しかしマスターもママも今や故人。特にマスターの逝去(2019年)を僕はその2年後に初めて知り、悔しく申し訳ない思いでいっぱいです。正直、寂しいです。でも、現実を受け入れないとね。
現在は次女の実枝子さんが店を継ぎ、店名も「小料理 東」に変えて営業されています。お店にも何度か行って実枝子さんのお料理に舌鼓を打っています。実枝子さんとお寿司に関してトークもして、改めてお寿司に関していろいろ考えるようになりました。
握り寿司って、ホントに素敵な食べ物だと思いませんか?
いいネタとシャリが、すし職人の手の平で握られ成型されて、セクシーな流線形の美しいフォルムで提供され、それをお客も手でつまんでいただく。まさに職人の体温と「気」と「愛情」が乗り移った、掌から掌、ハートからハートに届けられた食べ物だと思うんです。特に、職人さんから馴染みのお客さんに目の前で提供される場合は、さらに愛情や気が乗ってきます。
僕も、たまには回転寿司も、テイクアウトの寿司もいただきます。おいしいですよ。だけど、すし職人の顔が分からないし、そもそもシャリも機械で自動的に握ったものもあります。職人さんからの愛や気はもちろんそこにはありません。すし屋で目の前で握ってもらった寿司には逆立ちしても敵いっこないんです。
ちょっと、おむすび・おにぎりにステージを移して考えてみます。よく言われるのは、子供は、自分のお母さんの握ったおむすびが一番好きで、他の人の握ったおむすびは「食べられない」という子もよくいます。僕も、思い起こせば、母か、ギリギリ祖母か叔母さんの握ったおむすびなら喜んで食べましたが、たとえばクラスメートのお母さんの握ったものはあまり食べたくなかったことを覚えています。
これを握りずしに置き換えると、同じことなら、大好きな、なじみのすし職人の握ったお寿司を食べたい、と思うのは自然なことです。僕にとっては、東寿司マスター寺内正春さんの握るお寿司がまさにそれでした。
マスターよりもおいしい寿司を握る職人さんは他にいるかもしれないけど、正春さんの手の平で握られ、彼の体温と「塩塚さん、どうぞ楽しんで食べてね」という愛情と気の込められた握りずしは、世界中どこにもない特別な価値のあるものでした。
だから、出された握り寿司は、なるべく早く食べないといけない。
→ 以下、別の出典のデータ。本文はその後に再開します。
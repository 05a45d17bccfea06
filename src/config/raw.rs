//! RAW pipeline configuration

use serde::{Deserialize, Serialize};

use crate::constants::{DEFAULT_RAW_DECODER, DEFAULT_RAW_MAX_QUALITY, DEFAULT_RAW_MIN_QUALITY};

fn default_decoder_program() -> String {
    DEFAULT_RAW_DECODER.to_string()
}

/// Write to stdout, camera white balance, 16-bit TIFF output
fn default_decoder_args() -> Vec<String> {
    vec!["-c".to_string(), "-w".to_string(), "-T".to_string()]
}

fn default_min_quality() -> u8 {
    DEFAULT_RAW_MIN_QUALITY
}

fn default_max_quality() -> u8 {
    DEFAULT_RAW_MAX_QUALITY
}

#[derive(Debug, Clone, PartialEq, Eq, Serialize, Deserialize)]
pub struct RawConfig {
    /// Decoder executable, looked up on PATH
    #[serde(default = "default_decoder_program")]
    pub decoder_program: String,
    /// Arguments placed before the source path
    #[serde(default = "default_decoder_args")]
    pub decoder_args: Vec<String>,
    /// Quality window for re-encoding the baseline
    #[serde(default = "default_min_quality")]
    pub min_quality: u8,
    #[serde(default = "default_max_quality")]
    pub max_quality: u8,
}

impl Default for RawConfig {
    fn default() -> Self {
        Self {
            decoder_program: default_decoder_program(),
            decoder_args: default_decoder_args(),
            min_quality: default_min_quality(),
            max_quality: default_max_quality(),
        }
    }
}

impl RawConfig {
    pub fn validate(&self) -> Result<(), String> {
        if self.decoder_program.trim().is_empty() {
            return Err("raw.decoder_program cannot be empty".to_string());
        }
        if self.min_quality > self.max_quality {
            return Err(format!(
                "raw.min_quality ({}) must not exceed max_quality ({})",
                self.min_quality, self.max_quality
            ));
        }
        if self.max_quality > 100 {
            return Err("raw.max_quality must be at most 100".to_string());
        }
        Ok(())
    }
}
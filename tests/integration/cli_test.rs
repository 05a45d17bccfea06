//! Command-line binary behavior

use super::test_images::*;
use std::path::Path;
use std::process::{Command, Output};

fn pixelsqueeze(args: &[&Path]) -> Output {
    Command::new(env!("CARGO_BIN_EXE_pixelsqueeze"))
        .args(args)
        .env_remove("RUST_LOG")
        .output()
        .unwrap()
}

#[test]
fn test_stdout_is_only_the_json_report() {
    let dir = tempfile::tempdir().unwrap();
    let original = dir.path().join("original.png");
    let compressed = dir.path().join("compressed.png");
    let png = png_bytes(&textured(32, 32));
    std::fs::write(&original, &png).unwrap();
    std::fs::write(&compressed, &png).unwrap();

    let output = pixelsqueeze(&[Path::new("assess"), &original, &compressed]);
    assert!(output.status.success(), "{}", String::from_utf8_lossy(&output.stderr));

    // Startup logs go to stderr, the report alone to stdout
    let report: serde_json::Value = serde_json::from_slice(&output.stdout).unwrap();
    assert_eq!(report["quality_score"], 100);
    assert_eq!(report["quality_grade"], "excellent");
    assert!(String::from_utf8_lossy(&output.stderr).contains("Configuration loaded"));
}

#[test]
fn test_raw_command_rejects_raster_input() {
    let dir = tempfile::tempdir().unwrap();
    let input = dir.path().join("photo.png");
    let dest = dir.path().join("photo.jpg");
    std::fs::write(&input, png_bytes(&textured(16, 16))).unwrap();

    let output = pixelsqueeze(&[Path::new("raw"), &input, Path::new("-o"), &dest]);
    assert!(!output.status.success());
    assert!(String::from_utf8_lossy(&output.stderr).contains("not a camera RAW file"));
    assert!(!dest.exists());
}
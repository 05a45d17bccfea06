//! Output and source format identification
//!
//! Output formats are a closed set: anything else is rejected with
//! [`CompressionError::UnsupportedFormat`] instead of silently falling back to
//! a default encoder. Camera RAW sources are recognised by file extension
//! because most of them carry a TIFF header and would otherwise be mistaken
//! for plain TIFF.

use serde::{Deserialize, Serialize};
use std::fmt;
use std::path::Path;
use std::str::FromStr;

use crate::error::CompressionError;

/// Encoded output format
#[derive(Debug, Clone, Copy, PartialEq, Eq, Hash, Serialize, Deserialize)]
#[serde(rename_all = "lowercase")]
pub enum OutputFormat {
    Jpeg,
    Png,
    WebP,
    Avif,
    Tiff,
}

impl OutputFormat {
    pub fn as_str(&self) -> &'static str {
        match self {
            Self::Jpeg => "jpeg",
            Self::Png => "png",
            Self::WebP => "webp",
            Self::Avif => "avif",
            Self::Tiff => "tiff",
        }
    }

    pub fn content_type(&self) -> &'static str {
        match self {
            Self::Jpeg => "image/jpeg",
            Self::Png => "image/png",
            Self::WebP => "image/webp",
            Self::Avif => "image/avif",
            Self::Tiff => "image/tiff",
        }
    }

    pub fn extension(&self) -> &'static str {
        match self {
            Self::Jpeg => "jpg",
            Self::Png => "png",
            Self::WebP => "webp",
            Self::Avif => "avif",
            Self::Tiff => "tiff",
        }
    }

    /// Whether the format can carry an alpha channel
    pub fn supports_transparency(&self) -> bool {
        matches!(self, Self::Png | Self::WebP | Self::Avif | Self::Tiff)
    }

    /// Whether the quality setting influences the encoded size
    pub fn is_lossy(&self) -> bool {
        matches!(self, Self::Jpeg | Self::WebP | Self::Avif)
    }
}

impl fmt::Display for OutputFormat {
    fn fmt(&self, f: &mut fmt::Formatter<'_>) -> fmt::Result {
        f.write_str(self.as_str())
    }
}

impl FromStr for OutputFormat {
    type Err = CompressionError;

    fn from_str(s: &str) -> Result<Self, Self::Err> {
        match s.to_lowercase().as_str() {
            "jpeg" | "jpg" => Ok(OutputFormat::Jpeg),
            "png" => Ok(OutputFormat::Png),
            "webp" => Ok(OutputFormat::WebP),
            "avif" => Ok(OutputFormat::Avif),
            "tiff" | "tif" => Ok(OutputFormat::Tiff),
            other if RawFormat::from_extension(other).is_some() => Err(
                CompressionError::unsupported_format(format!("{} (RAW is input-only)", other)),
            ),
            other => Err(CompressionError::unsupported_format(other)),
        }
    }
}

/// Camera RAW container, keyed by its customary file extension
#[derive(Debug, Clone, Copy, PartialEq, Eq, Hash)]
pub enum RawFormat {
    /// Canon
    Cr2,
    Cr3,
    /// Nikon
    Nef,
    Nrw,
    /// Sony
    Arw,
    Srf,
    Sr2,
    /// Adobe digital negative
    Dng,
    /// Olympus
    Orf,
    /// Panasonic
    Rw2,
    /// Fujifilm
    Raf,
    /// Pentax
    Pef,
    /// Samsung
    Srw,
    /// Hasselblad
    ThreeFr,
    /// Epson
    Erf,
    /// Kodak
    Kdc,
    /// Minolta
    Mrw,
    /// Sigma
    X3f,
}

impl RawFormat {
    pub fn from_extension(ext: &str) -> Option<Self> {
        let raw = match ext.to_lowercase().as_str() {
            "cr2" => RawFormat::Cr2,
            "cr3" => RawFormat::Cr3,
            "nef" => RawFormat::Nef,
            "nrw" => RawFormat::Nrw,
            "arw" => RawFormat::Arw,
            "srf" => RawFormat::Srf,
            "sr2" => RawFormat::Sr2,
            "dng" => RawFormat::Dng,
            "orf" => RawFormat::Orf,
            "rw2" => RawFormat::Rw2,
            "raf" => RawFormat::Raf,
            "pef" => RawFormat::Pef,
            "srw" => RawFormat::Srw,
            "3fr" => RawFormat::ThreeFr,
            "erf" => RawFormat::Erf,
            "kdc" => RawFormat::Kdc,
            "mrw" => RawFormat::Mrw,
            "x3f" => RawFormat::X3f,
            _ => return None,
        };
        Some(raw)
    }

    pub fn from_path(path: &Path) -> Option<Self> {
        path.extension()
            .and_then(|ext| ext.to_str())
            .and_then(Self::from_extension)
    }

    pub fn extension(&self) -> &'static str {
        match self {
            RawFormat::Cr2 => "cr2",
            RawFormat::Cr3 => "cr3",
            RawFormat::Nef => "nef",
            RawFormat::Nrw => "nrw",
            RawFormat::Arw => "arw",
            RawFormat::Srf => "srf",
            RawFormat::Sr2 => "sr2",
            RawFormat::Dng => "dng",
            RawFormat::Orf => "orf",
            RawFormat::Rw2 => "rw2",
            RawFormat::Raf => "raf",
            RawFormat::Pef => "pef",
            RawFormat::Srw => "srw",
            RawFormat::ThreeFr => "3fr",
            RawFormat::Erf => "erf",
            RawFormat::Kdc => "kdc",
            RawFormat::Mrw => "mrw",
            RawFormat::X3f => "x3f",
        }
    }
}

/// Format of a compression source
#[derive(Debug, Clone, Copy, PartialEq, Eq)]
pub enum SourceFormat {
    /// Anything the native codec library decodes directly
    Raster(image::ImageFormat),
    /// Camera RAW, needs the two-stage pipeline
    Raw(RawFormat),
}

impl SourceFormat {
    /// Identify a source from its path (if any) and leading bytes
    ///
    /// The RAW extension check wins over magic-byte sniffing.
    pub fn detect(path: Option<&Path>, data: &[u8]) -> Result<Self, CompressionError> {
        if let Some(raw) = path.and_then(RawFormat::from_path) {
            return Ok(SourceFormat::Raw(raw));
        }

        match image::guess_format(data) {
            Ok(
                fmt @ (image::ImageFormat::Jpeg
                | image::ImageFormat::Png
                | image::ImageFormat::WebP
                | image::ImageFormat::Tiff),
            ) => Ok(SourceFormat::Raster(fmt)),
            Ok(other) => Err(CompressionError::unsupported_format(format!("{:?}", other))),
            Err(_) => Err(CompressionError::unsupported_format(
                path.and_then(|p| p.extension())
                    .and_then(|e| e.to_str())
                    .unwrap_or("unknown"),
            )),
        }
    }

    pub fn is_raw(&self) -> bool {
        matches!(self, SourceFormat::Raw(_))
    }
}
//! Windowed structural similarity on luminance
//!
//! The image is split into non-overlapping square windows whose edge is the
//! smaller image side capped at 8 pixels. Partial windows at the right and
//! bottom edges are skipped.

use crate::constants::SSIM_MAX_WINDOW;

const C1: f64 = (0.01 * 255.0) * (0.01 * 255.0);
const C2: f64 = (0.03 * 255.0) * (0.03 * 255.0);

/// Smallest window that still yields a variance estimate
const MIN_WINDOW: u32 = 2;

/// Window edge for an image of `width` x `height`, `None` if nothing fits
pub fn window_size(width: u32, height: u32) -> Option<u32> {
    let edge = width.min(height).min(SSIM_MAX_WINDOW);
    (edge >= MIN_WINDOW).then_some(edge)
}

/// Rec. 601 luma for an interleaved RGB buffer
pub fn luma_plane(rgb: &[u8]) -> Vec<f64> {
    rgb.chunks_exact(3)
        .map(|px| 0.299 * px[0] as f64 + 0.587 * px[1] as f64 + 0.114 * px[2] as f64)
        .collect()
}

/// Mean SSIM over all windows, 1.0 when no window fits
pub fn ssim(original: &[f64], compressed: &[f64], width: u32, height: u32) -> f64 {
    debug_assert_eq!(original.len(), compressed.len());
    debug_assert_eq!(original.len(), (width as usize) * (height as usize));

    let Some(edge) = window_size(width, height) else {
        return 1.0;
    };

    let stride = width as usize;
    let edge = edge as usize;
    let mut total = 0.0;
    let mut windows = 0usize;

    let mut y = 0;
    while y + edge <= height as usize {
        let mut x = 0;
        while x + edge <= stride {
            total += window_ssim(original, compressed, stride, x, y, edge);
            windows += 1;
            x += edge;
        }
        y += edge;
    }

    if windows == 0 {
        1.0
    } else {
        total / windows as f64
    }
}

fn window_ssim(a: &[f64], b: &[f64], stride: usize, x0: usize, y0: usize, edge: usize) -> f64 {
    let n = (edge * edge) as f64;

    let (mut sum_a, mut sum_b) = (0.0, 0.0);
    for y in y0..y0 + edge {
        let row = y * stride;
        for x in x0..x0 + edge {
            sum_a += a[row + x];
            sum_b += b[row + x];
        }
    }
    let mean_a = sum_a / n;
    let mean_b = sum_b / n;

    let (mut var_a, mut var_b, mut cov) = (0.0, 0.0, 0.0);
    for y in y0..y0 + edge {
        let row = y * stride;
        for x in x0..x0 + edge {
            let da = a[row + x] - mean_a;
            let db = b[row + x] - mean_b;
            var_a += da * da;
            var_b += db * db;
            cov += da * db;
        }
    }
    var_a /= n;
    var_b /= n;
    cov /= n;

    let numerator = (2.0 * mean_a * mean_b + C1) * (2.0 * cov + C2);
    let denominator = (mean_a * mean_a + mean_b * mean_b + C1) * (var_a + var_b + C2);
    if denominator == 0.0 {
        1.0
    } else {
        numerator / denominator
    }
}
表面が乾いてしまうから、よりも、寿司に込められた体温や気が散ってしまうから、なんです。
マスターは僕に提供したお寿司を僕が食べてニッコリ満足する様子を時々ニコニコと見ていました。特に、必ず頼んでいた煮穴子やしめ鯖はマスターがしっかりと仕事を施した自分の子供みたいなものですから、僕がそれをおいしそうに食べるかどうかは気になっていたのかもしれません。
僕は今の家に引っ越してからもうすぐ10年になりますが、ここでは特に行きつけのすし屋はありません。
すし屋に常連さんと認められるには何度か行かないといけないし、ある程度お店側にも好感を持ってもらえないといけない。今からそれを一から積み上げるのはもう疲れるので、僕は東寿司が永代ホームなのです。
マスターとママは現実にはもう会えないので、これからは店を継いだ実枝子さんの握ってくれるお寿司を二代目ホーム寿司として楽しみにいただきたいと思います。
あっ、実枝子さんにはプレッシャーかけちゃったかな?ごめんなさいね。これからもよろしくお願いします。